A good book to invest in is Using Insulin by John Walsh, this really gives you a lot down on the Basal/Bolus regime (carb counting) how to work out things such as carb ratio's, basal requirements, also how long your quicker acting is actually lasting in your system (as this can very from individual to individual)
 

Wendywu

Active Member
Messages
25
Dislikes
Track running. Drunks. Bigots and intolerance in any form. Bullying.
Totally second Jopar on Using Insulin by John Walsh - brilliant book. Also in a slightly more chatty (but equally informative) style - Think Like a Pancreas by Gary Scheiner. Those two books have been terrific sources of information for me, and really helpful in my switch-over from mixed insulin to basal/bolus.
 

Snodger

Well-Known Member
Messages
787
fed-up, what do you think made the difference this time? was it just that you kept on explaining your real life situation, or do you think your nurse had read something/had some education in the meantime that had changed the way she saw things?
 

fed-up

Member
Messages
11
Snodger, I doubt it was your second point, I was at my wits end so politely asked her to play a game with me .

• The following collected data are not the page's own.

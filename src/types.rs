//! Core chain types: payloads, references, and the records the engine persists

use serde::{Deserialize, Serialize};

use crate::constants::{GENERATION_INPUT_INDEX, ZERO_HASH};
use crate::pow::ChainWork;

/// Hash type: 256-bit hash, compared byte-wise
pub type Hash = [u8; 32];

/// Byte string type
pub type ByteString = Vec<u8>;

/// Natural number type
pub type Natural = u64;

/// Integer type
pub type Integer = i64;

/// OutPoint: 𝒪 = ℍ × ℕ, a reference to one output
#[derive(Debug, Clone, Copy, PartialEq, Eq, Hash, PartialOrd, Ord, Serialize, Deserialize)]
pub struct OutPoint {
    pub hash: Hash,
    pub index: u32,
}

/// InPoint: ℍ × ℕ, a reference to one input spending an [`OutPoint`]
#[derive(Debug, Clone, Copy, PartialEq, Eq, Hash, PartialOrd, Ord, Serialize, Deserialize)]
pub struct InPoint {
    pub hash: Hash,
    pub index: u32,
}

/// Transaction Input: ℐ = 𝒪 × 𝕊 × ℕ
///
/// A generation input carries the null outpoint and uses `script_sig` as free-form data.
#[derive(Debug, Clone, PartialEq, Eq, Serialize, Deserialize)]
pub struct TransactionInput {
    pub prevout: OutPoint,
    pub script_sig: ByteString,
    pub sequence: u32,
}

impl TransactionInput {
    pub fn is_generation(&self) -> bool {
        self.prevout.hash == ZERO_HASH && self.prevout.index == GENERATION_INPUT_INDEX
    }
}

/// Transaction Output: 𝒯 = ℤ × 𝕊
#[derive(Debug, Clone, PartialEq, Eq, Serialize, Deserialize)]
pub struct TransactionOutput {
    pub value: Integer,
    pub script_pubkey: ByteString,
}

/// Transaction: 𝒯𝒳 = ℕ × ℐ* × 𝒯* × ℕ
#[derive(Debug, Clone, PartialEq, Eq, Serialize, Deserialize)]
pub struct Transaction {
    pub version: u32,
    pub inputs: Vec<TransactionInput>,
    pub outputs: Vec<TransactionOutput>,
    pub lock_time: u32,
}

impl Transaction {
    /// A generation (coinbase) transaction has exactly one input, the generation input
    pub fn is_generation(&self) -> bool {
        self.inputs.len() == 1 && self.inputs[0].is_generation()
    }

    /// Distinct source transactions referenced by the non-generation inputs, in input order
    pub fn source_hashes(&self) -> Vec<Hash> {
        let mut sources: Vec<Hash> = Vec::new();
        for input in self.inputs.iter().filter(|i| !i.is_generation()) {
            if !sources.contains(&input.prevout.hash) {
                sources.push(input.prevout.hash);
            }
        }
        sources
    }

    pub fn total_output_value(&self) -> Integer {
        self.outputs.iter().map(|o| o.value).sum()
    }
}

/// Block Header: ℋ = ℤ × ℍ × ℍ × ℕ × ℕ × ℕ
#[derive(Debug, Clone, PartialEq, Eq, Serialize, Deserialize)]
pub struct BlockHeader {
    pub version: i32,
    pub prev_block_hash: Hash,
    pub merkle_root: Hash,
    pub timestamp: u32,
    pub bits: u32,
    pub nonce: u32,
}

/// Block: ℬ = ℋ × 𝒯𝒳*
#[derive(Debug, Clone, PartialEq, Eq, Serialize, Deserialize)]
pub struct Block {
    pub header: BlockHeader,
    pub transactions: Vec<Transaction>,
}

/// Where a block sits relative to the best chain
#[derive(Debug, Clone, Copy, PartialEq, Eq, Serialize, Deserialize)]
pub enum BlockStatus {
    /// On the best chain, transaction effects applied
    Active,
    /// Known and connected to the block tree, but not on the best chain
    Fork,
    /// Failed to attach; never considered for the best chain again
    Invalid,
}

/// Per-block index record
///
/// Height and chain work are fixed once the record exists; `next_block_hash` is only
/// set on `Active` blocks that have an `Active` child, forming the best-chain list.
#[derive(Debug, Clone, PartialEq, Eq, Serialize, Deserialize)]
pub struct BlockInfo {
    pub previous_block_hash: Hash,
    pub height: Natural,
    pub chain_work: ChainWork,
    pub next_block_hash: Option<Hash>,
    pub transaction_count: u32,
    pub status: BlockStatus,
}

/// Location of a confirmed transaction inside a stored block
#[derive(Debug, Clone, Copy, PartialEq, Eq, Serialize, Deserialize)]
pub struct TxLocator {
    pub block_hash: Hash,
    pub index: u32,
}

/// Confirmed transaction record, the authoritative UTXO record for its outputs
#[derive(Debug, Clone, PartialEq, Eq, Serialize, Deserialize)]
pub struct TransactionDescriptor {
    pub locator: TxLocator,
    pub height: Natural,
    /// One slot per output; `None` = unspent
    pub outputs_spent_by: Vec<Option<InPoint>>,
}

/// Unconfirmed transaction record
#[derive(Debug, Clone, PartialEq, Eq, Serialize, Deserialize)]
pub struct PoolEntry {
    pub transaction: Transaction,
    /// Unix seconds at admission; FIFO eviction order
    pub admitted_at: Natural,
    /// Admission sequence, breaks ties between equal timestamps
    pub sequence: Natural,
    pub outputs_spent_by: Vec<Option<InPoint>>,
}

/// Per-block confirmation context handed to the Magnet when attaching a transaction
#[derive(Debug, Clone, Copy, PartialEq, Eq)]
pub struct Confirmation {
    pub locator: TxLocator,
    pub height: Natural,
}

I played the game of devil's advocate ....I asked her what she was going to do in 4hrs time, 8hrs time, tonight and then Saturday morning at 08.30am. On each occasion she couldn't categorically state what she would be doing, if fact she told me generally what she would be doing...I asked her to be absolutely definate, she couldn't...I then saw that the penny had dropped with her.....Since then she has been really approachable, completely different in fact..

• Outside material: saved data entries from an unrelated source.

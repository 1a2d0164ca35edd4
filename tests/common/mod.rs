//! Shared builders for integration tests

#![allow(dead_code)]

use std::sync::Arc;

use chain_engine::merkle::block_merkle_root;
use chain_engine::pow::mine_header;
use chain_engine::storage::MemoryStore;
use chain_engine::validation::ConsensusValidator;
use chain_engine::*;
use parking_lot::Mutex;

pub const EASY_BITS: u32 = 0x207fffff;

/// About 65537 units of work against 2 for `EASY_BITS`
pub const HARD_BITS: u32 = 0x1f00ffff;

pub fn create_engine() -> (ChainEngine, Arc<MemoryStore>) {
    create_engine_with(ChainConfig::default())
}

pub fn create_engine_with(config: ChainConfig) -> (ChainEngine, Arc<MemoryStore>) {
    let store = Arc::new(MemoryStore::new());
    let engine = ChainEngine::open(store.clone(), Arc::new(ConsensusValidator::new()), config).unwrap();
    (engine, store)
}

/// Generation transaction; `tag` keeps coinbases of different blocks distinct
pub fn create_coinbase(tag: u64, values: &[Integer]) -> Transaction {
    Transaction {
        version: 1,
        inputs: vec![TransactionInput {
            prevout: OutPoint { hash: ZERO_HASH, index: GENERATION_INPUT_INDEX },
            script_sig: tag.to_le_bytes().to_vec(),
            sequence: SEQUENCE_FINAL,
        }],
        outputs: values
            .iter()
            .map(|value| TransactionOutput { value: *value, script_pubkey: vec![0x51] })
            .collect(),
        lock_time: 0,
    }
}

pub fn create_block_with_bits(prev: Hash, tag: u64, bits: u32, transactions: Vec<Transaction>) -> Block {
    let mut all = vec![create_coinbase(tag, &[5000])];
    all.extend(transactions);
    let mut block = Block {
        header: BlockHeader {
            version: 1,
            prev_block_hash: prev,
            merkle_root: ZERO_HASH,
            timestamp: 1_700_000_000 + tag as u32,
            bits,
            nonce: 0,
        },
        transactions: all,
    };
    seal(&mut block);
    block
}

/// Recompute the merkle root and grind the nonce until the header meets its target
pub fn seal(block: &mut Block) {
    block.header.merkle_root = block_merkle_root(block).unwrap();
    assert!(mine_header(&mut block.header, u32::MAX as u64).unwrap());
}

pub fn create_block(prev: Hash, tag: u64, transactions: Vec<Transaction>) -> Block {
    create_block_with_bits(prev, tag, EASY_BITS, transactions)
}

/// Genesis whose coinbase pays `values`, one output each
pub fn create_genesis(values: &[Integer]) -> Block {
    let mut block = Block {
        header: BlockHeader {
            version: 1,
            prev_block_hash: ZERO_HASH,
            merkle_root: ZERO_HASH,
            timestamp: 1_700_000_000,
            bits: EASY_BITS,
            nonce: 0,
        },
        transactions: vec![create_coinbase(0, values)],
    };
    seal(&mut block);
    block
}

pub fn create_spend(sources: &[(Hash, u32)], values: &[Integer]) -> Transaction {
    Transaction {
        version: 1,
        inputs: sources
            .iter()
            .map(|(hash, index)| TransactionInput {
                prevout: OutPoint { hash: *hash, index: *index },
                script_sig: vec![0x51],
                sequence: SEQUENCE_FINAL,
            })
            .collect(),
        outputs: values
            .iter()
            .map(|value| TransactionOutput { value: *value, script_pubkey: vec![0x51] })
            .collect(),
        lock_time: 0,
    }
}

pub fn coinbase_hash(block: &Block) -> Hash {
    block.transactions[0].hash()
}

/// Accept `block` and expect it to become the best tip
pub fn extend(engine: &ChainEngine, block: &Block) -> Hash {
    let hash = block.hash();
    engine.blocks().accept(hash, block.clone()).unwrap();
    assert_eq!(engine.best_tip().unwrap(), Some(hash));
    hash
}

pub fn admit(engine: &ChainEngine, tx: &Transaction) -> Hash {
    let hash = tx.hash();
    let accepted = engine.transactions().accept(hash, tx.clone()).unwrap();
    assert_eq!(accepted.first(), Some(&hash));
    hash
}

/// Collects every event it is handed
#[derive(Default)]
pub struct RecordingListener {
    events: Mutex<Vec<ChainEvent>>,
}

impl RecordingListener {
    pub fn events(&self) -> Vec<ChainEvent> {
        self.events.lock().clone()
    }
}

impl ChainListener for RecordingListener {
    fn on_event(&self, event: &ChainEvent) {
        self.events.lock().push(event.clone());
    }
}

As to the extra training, doubtful, more likely other people being fed up with being lamented all the time. In my first group chat I just got everything off my chest, yes, it was a woeful bleat on my behalf, but, that said, I found a lot of the group had in fact had the same experiences as me, which helped me a lot...A few had different opinions, (they went to a different surgery than the majority of us) but that is only to be expected..
 

Snodger

Well-Known Member
Messages
787
fed-up said:
I played the game of devil's advocate ....I asked her what she was going to do in 4hrs time, 8hrs time, tonight and then Saturday morning at 08.30am. On each occasion she couldn't categorically state what she would be doing, if fact she told me generally what she would be doing...I asked her to be absolutely definate, she couldn't...I then saw that the penny had dropped with her.....Since then she has been really approachable, completely different in fact..
Good for you! A shame that you had to work so hard to get her to do the job she should have been doing anyway, but now she will be a far better nurse for everyone, not just you.

hawalkden, good! we need more diabetic diabetes professionals!
 

squeeze321

Well-Known Member
Messages
68
Dislikes
Hypos
Diabetes Specialist Nurses who have diabetes themselves tend to be the best because they have more insight into the condition due to them living with it 24 hours a day. I once had a DSN with diabetes himself, he was one of the best.